By Damita MIller-Shanklin
Sources: NHPR, Golden West College
“The people of Texas are informed that, in accordance with a proclamation from the Executive of the United States, all slaves are free. This involves an absolute equality of personal rights and rights of property between former masters and slaves, and the connection heretofore existing between them becomes that between employer and hired labor. The freedmen are advised to remain quietly at their present homes and work for wages. They are informed that they will not be allowed to collect at military posts and that they will not be supported in idleness either there or elsewhere.” – Maj. Gen. Granger, Order No. 3
The celebration of June 19th was something I heard about at an early age. Better known as Juneteenth, I did not get the full understanding until I was older. But the feeling I got right away was this was a celebration that had a huge meaning to our cultural identity. It was a family time of sharing the day and enjoying being free. This feeling of freedom was not just said, it was the action that was taken every year to remember. This celebration was about slavery and the journey of our ancestors being told they are free and how that sentence made Black people everywhere free. Juneteenth has a history and pride that Black people are connected to and understand this one day is historic and formed our culture and how we navigate life.
Have you ever stopped to think about hearing this proclamation and understanding the word “free?” It’s hard to imagine how they must have felt. Happy, confused, scared, and not sure they heard it correctly. Juneteenth honors the emancipation of enslaved African Americans in the United States.
The name Juneteenth is a blend of two words June and 19th. It’s believed to be the oldest African American holiday, with annual celebrations on June 19 in different parts of the country, dating back to 1866. In addition to recognizing the end of slavery, many take the day to celebrate the African American culture. We all remember the history of President Abraham Lincoln, issuing the Emancipation Proclamation on January 1, 1863. It proclaimed that all persons held as slaves in the rebelling Confederate states are henceforward, shall be free. This came almost three years into the Civil War. However, enslaved people weren’t automatically free by Lincoln’s pen, as it couldn’t be implemented in places still under a conflict of Confederate control. Despite the proclamation, slavery continued in Texas, in the westernmost Confederate states on April 19, 1865. Confederate General R E. Lee surrendered to Union General Ulysses S Grant, making the end of the war between the North and the South.
There are fun facts about Juneteenth you may be interested in.
- It is the oldest known holiday that commemorates the end of slavery in the US.
- Juneteenth is the title of a book by author Ralph Ellison. Other books by Carolyn Meyer and Ann Rinaldi also center around the day.
- Some cities and groups have Miss Juneteenth contests.
- Strawberry soda pop was once a popular drink associated with celebrating the day.
- There is a Juneteenth Flag of Freedom. It is half red and half blue with a star in the middle. Each year a Juneteenth Flag raising ceremony is held in Galveston.

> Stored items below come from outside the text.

/*!
 * memsim - Main Entry Point
 *
 * Drives a simulation from a workload file, either interactively or in
 * fixed batches, and generates synthetic workloads.
 */

use clap::{Parser, Subcommand};
use memsim::core::limits::{DEFAULT_RENDER_SCALE, DEFAULT_STEP_BATCH};
use memsim::render::defrag_section;
use memsim::workload::write_workload_files;
use memsim::{
    init_tracing, load_workload, SimConfig, SimError, SimResult, Simulation, Strategy,
    WorkloadParams,
};
use rand::rngs::StdRng;
use rand::SeedableRng;
use std::io::{self, BufRead, Write};
use std::path::PathBuf;
use tracing::info;

#[derive(Parser, Debug)]
#[command(version, about, long_about = None)]
struct Args {
    #[command(subcommand)]
    command: Command,
}

#[derive(Subcommand, Debug)]
enum Command {
    /// Simulate a workload file
    Run {
        /// Workload file (id,memory,arrival,run_length per line)
        #[arg(short, long, value_parser = clap::value_parser!(PathBuf))]
        input: PathBuf,

        /// JSON config file; flags override its values
        #[arg(short, long, value_parser = clap::value_parser!(PathBuf))]
        config: Option<PathBuf>,

        /// Address-space capacity
        #[arg(long)]
        capacity: Option<usize>,

        /// Placement strategy: first-fit (0), next-fit (1), best-fit (2), worst-fit (3)
        #[arg(short, long)]
        strategy: Option<Strategy>,

        /// Time units per tick
        #[arg(short, long)]
        quantum: Option<u64>,

        /// Advance in batches of N ticks without prompting
        #[arg(short, long)]
        batch: Option<u64>,

        /// Print snapshots as JSON
        #[arg(long, default_value_t = false)]
        json: bool,
    },

    /// Write synthetic workload files
    Generate {
        #[arg(short, long, value_parser = clap::value_parser!(PathBuf))]
        out_dir: PathBuf,

        #[arg(short, long, default_value_t = 10)]
        files: usize,

        /// RNG seed; random when omitted
        #[arg(long)]
        seed: Option<u64>,
    },
}

fn main() -> miette::Result<()> {
    init_tracing("warn");
    let args = Args::parse();

    match args.command {
        Command::Run {
            input,
            config,
            capacity,
            strategy,
            quantum,
            batch,
            json,
        } => {
            let mut cfg = match config {
                Some(path) => SimConfig::from_file(path)?,
                None => SimConfig::default(),
            };
            cfg = cfg.with_env()?;
            if let Some(capacity) = capacity {
                cfg.capacity = capacity;
            }
            if let Some(strategy) = strategy {
                cfg.strategy = strategy;
            }
            if let Some(quantum) = quantum {
                cfg.quantum = quantum;
            }

            let specs = load_workload(&input)?;
            info!(input = %input.display(), processes = specs.len(), "Loaded workload");
            let mut sim = Simulation::new(cfg, specs)?;
            drive(&mut sim, batch, json)?;
        }
        Command::Generate {
            out_dir,
            files,
            seed,
        } => {
            let mut rng = match seed {
                Some(seed) => StdRng::seed_from_u64(seed),
                None => StdRng::from_entropy(),
            };
            let written =
                write_workload_files(&mut rng, &WorkloadParams::default(), &out_dir, files)?;
            for path in written {
                println!("{}", path.display());
            }
        }
    }
    Ok(())
}

fn drive(sim: &mut Simulation, batch: Option<u64>, json: bool) -> SimResult<()> {
    show(sim, json)?;

    let stdin = io::stdin();
    let mut lines = stdin.lock().lines();

    while !sim.is_complete() {
        let steps = match batch {
            Some(n) => n.max(1),
            None => {
                print!("Press enter to simulate 1 step, or enter a number of steps:\n>>> ");
                io::stdout().flush().map_err(stdout_error)?;
                let Some(line) = lines.next() else {
                    break;
                };
                let line = line.map_err(stdout_error)?;
                match parse_steps(&line) {
                    Ok(n) => n,
                    Err(e) => {
                        eprintln!("{e}");
                        continue;
                    }
                }
            }
        };

        for step in sim.run(steps)?.steps {
            for rejection in &step.rejected {
                println!("{rejection}");
            }
            if json {
                if !step.defrag.is_empty() {
                    println!("{}", serde_json::to_string_pretty(&step.defrag)?);
                }
            } else {
                for event in &step.defrag {
                    print!("{}", defrag_section(event, DEFAULT_RENDER_SCALE));
                }
            }
        }
        show(sim, json)?;
    }

    println!("Done!");
    println!("{}", sim.summary());
    Ok(())
}

fn parse_steps(line: &str) -> SimResult<u64> {
    let line = line.trim();
    if line.is_empty() {
        return Ok(DEFAULT_STEP_BATCH);
    }
    match line.parse::<u64>() {
        Ok(n) if n > 0 => Ok(n),
        _ => Err(SimError::InvalidInput(line.to_string())),
    }
}

fn show(sim: &Simulation, json: bool) -> SimResult<()> {
    let snapshot = sim.snapshot();
    if json {
        println!("{}", snapshot.to_json()?);
    } else {
        println!("\n{snapshot}");
    }
    Ok(())
}

fn stdout_error(source: io::Error) -> SimError {
    SimError::Io {
        path: PathBuf::from("<stdio>"),
        source,
    }
}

So I ask what does Juneteenth mean to you today? Personally, this holiday is very meaningful and important to me. I feel close to our ancestors and I feel connected to my history, being proud of my blackness and my culture.
Happy Juneteenth and stay proud of your history and make sure your legacy moves forward. There are people who want to remove our history as if it didn’t happen but we can’t allow that to happen.